Carosino is a town and comune in the province of Taranto, in the northern Salento, part of the Apulia region of southeast Italy. Carosino was historically an Arbëreshë settlement. Its economy is based on the production of wine, olive oil and grapes.
==Etymology==
According to Carosino's municipal website, Antonio Cinque believes that the name derives from the Latin "carus" (dear, precious, valued) and "situs" (site) or "sinus" (valley). G. Giovine believes that "sinus," which can also mean a fold of clothing or the bosom of a person, is related to the religious significance of Mary, mother of Jesus in the town.

==Geography==
Carosino is located in the north of the Salento, the peninsula that forms the heel of the Italian boot and is the southern part of the region of Apulia. The town is on a flat area, approximately 70–75 meters above sea level. The comune of San Giorgio Ionico is to the west, Monteparano to the south, and Monteiasi and Grottaglie to the north. Taranto is 13km to the west.

==History==
In ancient times, the area of Carosino was probably inhabited by the Messapians. In 1904, a hoard of 76 silver coins dating to the 4th century BCE was found in a field near Carosino, perhaps indicating the relative wealth of the area.

After the Saracen sack of Taranto in 927 CE, Carosino may have been abandoned for a time and then re-colonized under the name Citrignano. The first historical records date to 1348 during the period of the Angevin Kingdom of Naples. In the 1460s, a band of armed Albanians, following in the wake of Skanderbeg, razed the village, which was a feudal possession of a local nobleman, Raimondo de Noha.

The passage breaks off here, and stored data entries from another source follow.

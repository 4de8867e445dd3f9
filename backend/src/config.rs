//! Environment-driven server settings.
//!
//! - `TRIANGLE_BIND`: socket address to listen on (default `127.0.0.1:3000`)
//! - `TRIANGLE_STATIC_DIR`: optional directory served for non-API paths

use std::net::SocketAddr;
use std::path::PathBuf;
use thiserror::Error;

pub const DEFAULT_BIND: &str = "127.0.0.1:3000";

#[derive(Debug, Error)]
pub enum ConfigError {
    #[error("invalid bind address '{0}': {1}")]
    InvalidBind(String, std::net::AddrParseError),
}

#[derive(Debug, Clone, PartialEq)]
pub struct Config {
    pub bind: SocketAddr,
    pub static_dir: Option<PathBuf>,
}

impl Config {
    pub fn from_env() -> Result<Self, ConfigError> {
        Self::from_vars(
            std::env::var("TRIANGLE_BIND").ok(),
            std::env::var("TRIANGLE_STATIC_DIR").ok(),
        )
    }

    fn from_vars(bind: Option<String>, static_dir: Option<String>) -> Result<Self, ConfigError> {
        let bind = bind.unwrap_or_else(|| DEFAULT_BIND.to_string());
        let addr = bind
            .parse::<SocketAddr>()
            .map_err(|e| ConfigError::InvalidBind(bind.clone(), e))?;
        Ok(Self {
            bind: addr,
            static_dir: static_dir.filter(|d| !d.is_empty()).map(PathBuf::from),
        })
    }
}
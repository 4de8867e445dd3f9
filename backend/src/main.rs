use std::process::ExitCode;
use tracing::{error, info};
use tracing_subscriber::EnvFilter;

mod config;
mod routes;

use config::Config;

#[tokio::main]
async fn main() -> ExitCode {
    tracing_subscriber::fmt()
        .with_env_filter(EnvFilter::try_from_default_env().unwrap_or_else(|_| EnvFilter::new("info")))
        .init();

    let config = match Config::from_env() {
        Ok(config) => config,
        Err(e) => {
            error!("{}", e);
            return ExitCode::FAILURE;
        }
    };

    let app = routes::router(config.static_dir.as_deref());

    info!("listening on {}", config.bind);
    let listener = match tokio::net::TcpListener::bind(config.bind).await {
        Ok(listener) => listener,
        Err(e) => {
            error!("failed to bind {}: {}", config.bind, e);
            return ExitCode::FAILURE;
        }
    };
    if let Err(e) = axum::serve(listener, app).await {
        error!("server error: {}", e);
        return ExitCode::FAILURE;
    }
    ExitCode::SUCCESS
}
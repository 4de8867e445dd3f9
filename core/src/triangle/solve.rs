//! Inverse computation: target side lengths to vertex positions.

use super::types::{Sides, Triangle};
use super::GeometryError;
use crate::geometry::{distance, heading, law_of_cosines, polar_offset};

/// Reshape `current` so its sides match `target`.
///
/// Vertex A stays put and B keeps its heading from A (heading 0 if A and B
/// coincide). C has two mirror-image solutions about line AB; the one
/// strictly closer to the previous C is kept, otherwise the one rotated
/// clockwise from AB (negative angle). Keeping the nearer candidate stops
/// the triangle flipping while the user types.
///
/// Invalid targets are rejected and `current` is left untouched.
pub fn solve_from_sides(target: Sides, current: &Triangle) -> Result<Triangle, GeometryError> {
    target.validate()?;

    let a = current.a;
    let ab_heading = heading(&current.a, &current.b);
    let b = polar_offset(&a, ab_heading, target.c);

    let angle_a = law_of_cosines(target.b, target.c, target.a).acos();
    let ccw = polar_offset(&a, ab_heading + angle_a, target.b);
    let cw = polar_offset(&a, ab_heading - angle_a, target.b);

    let c = if distance(&ccw, &current.c) < distance(&cw, &current.c) {
        ccw
    } else {
        cw
    };

    Ok(Triangle { a, b, c })
}
pub mod geometry;
pub mod triangle;
pub mod interaction;
pub mod tutor;
pub mod chat;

In 1471, the Antoglietta family bought the feudal rights to the village. In 1517, Carosino became a barony and passed to the Simonetta family, and then the Muscettola family in 1524. It was probably at this time that the Byzantine Rite form of Christianity disappeared from the area, along with the Arbëresh language of the Albanian settlers left over from the previous century, due to the efforts of Archbishop Lelio Brancaccio.

The barony passed once more to the Albertini family and then finally to the Imperiali family. The Berio-Merulli family held the barony in 1806, when feudalism was abolished in the Kingdom of Naples. By 1875, Carosino was a comune in the Kingdom of Italy, and the Marulli family sold its property and the Palazzo Ducale to Roberto d'Ayala Valva.

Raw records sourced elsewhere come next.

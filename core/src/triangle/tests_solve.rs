use super::measurement::measure;
use super::solve::solve_from_sides;
use super::types::{Sides, Triangle};
use super::GeometryError;
use crate::geometry::{ApproxEq, Point2};

#[test]
fn test_solve_with_current_sides_is_identity() {
    let current = Triangle::default();
    let sides = measure(&current).sides;

    let solved = solve_from_sides(sides, &current).expect("Current sides are valid");
    assert!(solved.a.approx_eq(&current.a));
    assert!(solved.b.approx_eq(&current.b));
    assert!(solved.c.approx_eq(&current.c));
}

#[test]
fn test_solve_identity_both_orientations() {
    // C on either side of AB must be reproduced, not mirrored
    let above = Triangle::new(Point2::new(0.0, 0.0), Point2::new(10.0, 0.0), Point2::new(3.0, 4.0));
    let below = Triangle::new(Point2::new(0.0, 0.0), Point2::new(10.0, 0.0), Point2::new(3.0, -4.0));
    for current in [above, below] {
        let solved = solve_from_sides(measure(&current).sides, &current).expect("Valid");
        assert!(solved.c.approx_eq(&current.c), "{:?} != {:?}", solved.c, current.c);
    }
}

#[test]
fn test_solve_hits_target_sides() {
    let current = Triangle::default();
    let target = Sides::new(120.0, 200.0, 180.0);
    let solved = solve_from_sides(target, &current).expect("Valid target");

    let sides = measure(&solved).sides;
    assert!((sides.a - 120.0).abs() < 1e-6);
    assert!((sides.b - 200.0).abs() < 1e-6);
    assert!((sides.c - 180.0).abs() < 1e-6);
}

#[test]
fn test_solve_keeps_a_and_ab_heading() {
    let current = Triangle::default();
    let solved = solve_from_sides(Sides::new(300.0, 250.0, 100.0), &current).expect("Valid");

    assert_eq!(solved.a, current.a);
    let before = (current.b - current.a).normalize();
    let after = (solved.b - solved.a).normalize();
    assert!(before.approx_eq(&after));
}

#[test]
fn test_solve_picks_candidate_near_previous_c() {
    let a = Point2::new(0.0, 0.0);
    let b = Point2::new(4.0, 0.0);
    let target = Sides::new(5.0, 3.0, 4.0);

    let up = solve_from_sides(target, &Triangle::new(a, b, Point2::new(1.0, 10.0))).expect("Valid");
    assert!(up.c.approx_eq(&Point2::new(0.0, 3.0)));

    let down = solve_from_sides(target, &Triangle::new(a, b, Point2::new(1.0, -10.0))).expect("Valid");
    assert!(down.c.approx_eq(&Point2::new(0.0, -3.0)));
}

#[test]
fn test_solve_tie_break_is_stable() {
    // Previous C on line AB: both candidates are equally far away
    let current = Triangle::new(Point2::new(0.0, 0.0), Point2::new(4.0, 0.0), Point2::new(2.0, 0.0));
    let target = Sides::new(5.0, 3.0, 4.0);

    let first = solve_from_sides(target, &current).expect("Valid");
    for _ in 0..5 {
        let again = solve_from_sides(target, &current).expect("Valid");
        assert_eq!(first, again);
    }
    // Ties resolve to the clockwise candidate
    assert!(first.c.approx_eq(&Point2::new(0.0, -3.0)));
}

#[test]
fn test_solve_coincident_a_b_uses_zero_heading() {
    let p = Point2::new(50.0, 50.0);
    let current = Triangle::new(p, p, Point2::new(60.0, 80.0));
    let solved = solve_from_sides(Sides::new(5.0, 3.0, 4.0), &current).expect("Valid");
    assert!(solved.b.approx_eq(&Point2::new(54.0, 50.0)));
}

#[test]
fn test_solve_rejects_triangle_inequality() {
    let current = Triangle::default();
    let result = solve_from_sides(Sides::new(1.0, 1.0, 10.0), &current);
    assert_eq!(result, Err(GeometryError::TriangleInequality(1.0, 1.0, 10.0)));

    // Degenerate equality is rejected too
    assert!(solve_from_sides(Sides::new(1.0, 2.0, 3.0), &current).is_err());
}

#[test]
fn test_solve_rejects_non_positive_and_nan() {
    let current = Triangle::default();
    assert_eq!(
        solve_from_sides(Sides::new(0.0, 3.0, 4.0), &current),
        Err(GeometryError::NonPositive('a', 0.0))
    );
    assert_eq!(
        solve_from_sides(Sides::new(3.0, -4.0, 4.0), &current),
        Err(GeometryError::NonPositive('b', -4.0))
    );
    assert_eq!(
        solve_from_sides(Sides::new(3.0, 4.0, f64::NAN), &current),
        Err(GeometryError::NotFinite('c'))
    );
}

#[test]
fn test_solve_rejects_overflowing_perimeter() {
    let huge = f64::MAX / 2.0;
    assert_eq!(
        solve_from_sides(Sides::new(huge, huge, huge), &Triangle::default()),
        Err(GeometryError::Overflow)
    );
}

The church of Santa Maria delle Grazie, now located along Via Dante north of the town's main square, Piazza Vittorio Emanuele III, was probably built in the 15th century. The church building underwent a major expansion in 1763. In the 16th century, there is evidence of devotion to St. Blaise, and in 1807, the town began a feast in honor of the saint. In 1853, a chapel of St. Blaise was built and 1908 the town successfully petitioned Pope Pius X to make St. Blaise the protector of the town.

==Monuments And Places Of Interest==

- The Palazzo Ducale was built in 1400 by the Simonetta family. In 1895, Roberto d'Ayala Valva donated it to the comune.
- The church of Santa Maria delle Grazie was probably built in the 15th century, and whose last renovations are dated 1763. It has a painting of the Madonna del Rosario, a crucifix of the 18th century, and above the main altar, a fresco of the 17th century.
- The church of St. Francis of Assisi.
- The monument to the dead from the Second World War.
- The monuments to Saint Pio of Pietrelcina and Saint John Bosco.